◆ **Directions**:
Your answer should be every line from the records that contains "Option".

*** Information given Section Begins ***

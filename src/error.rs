use std::backtrace::Backtrace;
use std::error::Error as StdError;
use std::fmt;

use strum_macros::Display;

/// Broad category of an [`Error`], for callers that branch on failures.
#[non_exhaustive]
#[derive(Debug, Clone, Copy, PartialEq, Eq, Display)]
#[strum(serialize_all = "lowercase")]
pub enum Kind {
    /// Rejected address, configuration or reconfiguration value
    Validation,
    /// A payload could not be encoded to or decoded from JSON
    Serialization,
    /// Socket level failure or a frame the client cannot use
    Connection,
}

/// Crate error: a [`Kind`] plus the underlying cause.
///
/// Transport failures never reach callers of [`ConnectionManager`](crate::ConnectionManager)
/// methods; they are recovered by reconnecting. Errors surface for invalid input, and from
/// [`Transport`](crate::ws::Transport) implementations and frame decoding helpers.
#[derive(Debug)]
pub struct Error {
    kind: Kind,
    source: Option<Box<dyn StdError + Send + Sync + 'static>>,
    backtrace: Backtrace,
}

impl Error {
    pub fn with_source<S: StdError + Send + Sync + 'static>(kind: Kind, source: S) -> Self {
        Self {
            kind,
            source: Some(Box::new(source)),
            backtrace: Backtrace::capture(),
        }
    }

    /// Shorthand for a [`Kind::Validation`] error carrying `reason`.
    pub fn validation<S: Into<String>>(reason: S) -> Self {
        Validation {
            reason: reason.into(),
        }
        .into()
    }

    #[must_use]
    pub fn kind(&self) -> Kind {
        self.kind
    }

    #[must_use]
    pub fn backtrace(&self) -> &Backtrace {
        &self.backtrace
    }

    #[must_use]
    pub fn inner(&self) -> Option<&(dyn StdError + Send + Sync + 'static)> {
        self.source.as_deref()
    }

    /// The cause as a concrete type, e.g. [`WsError`](crate::ws::WsError).
    #[must_use]
    pub fn downcast_ref<E: StdError + 'static>(&self) -> Option<&E> {
        self.inner()?.downcast_ref::<E>()
    }
}

impl fmt::Display for Error {
    fn fmt(&self, f: &mut fmt::Formatter<'_>) -> fmt::Result {
        match &self.source {
            Some(cause) => write!(f, "{} error: {cause}", self.kind),
            None => write!(f, "{} error", self.kind),
        }
    }
}

impl StdError for Error {
    fn source(&self) -> Option<&(dyn StdError + 'static)> {
        self.source
            .as_deref()
            .map(|cause| cause as &(dyn StdError + 'static))
    }
}

/// Input rejected before any work was queued.
#[non_exhaustive]
#[derive(Debug)]
pub struct Validation {
    pub reason: String,
}

impl fmt::Display for Validation {
    fn fmt(&self, f: &mut fmt::Formatter<'_>) -> fmt::Result {
        f.write_str(&self.reason)
    }
}

impl StdError for Validation {}

impl From<Validation> for Error {
    fn from(validation: Validation) -> Self {
        Error::with_source(Kind::Validation, validation)
    }
}

impl From<url::ParseError> for Error {
    fn from(e: url::ParseError) -> Self {
        Error::with_source(Kind::Validation, e)
    }
}

impl From<serde_json::Error> for Error {
    fn from(e: serde_json::Error) -> Self {
        Error::with_source(Kind::Serialization, e)
    }
}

*** Information given Section Ends ***

◆ **Your response**:
    source: Option<Box<dyn StdError + Send + Sync + 'static>>,
    pub fn inner(&self) -> Option<&(dyn StdError + Send + Sync + 'static)> {
    pub fn downcast_ref<E: StdError + 'static>(&self) -> Option<&E> {
    fn source(&self) -> Option<&(dyn StdError + 'static)> {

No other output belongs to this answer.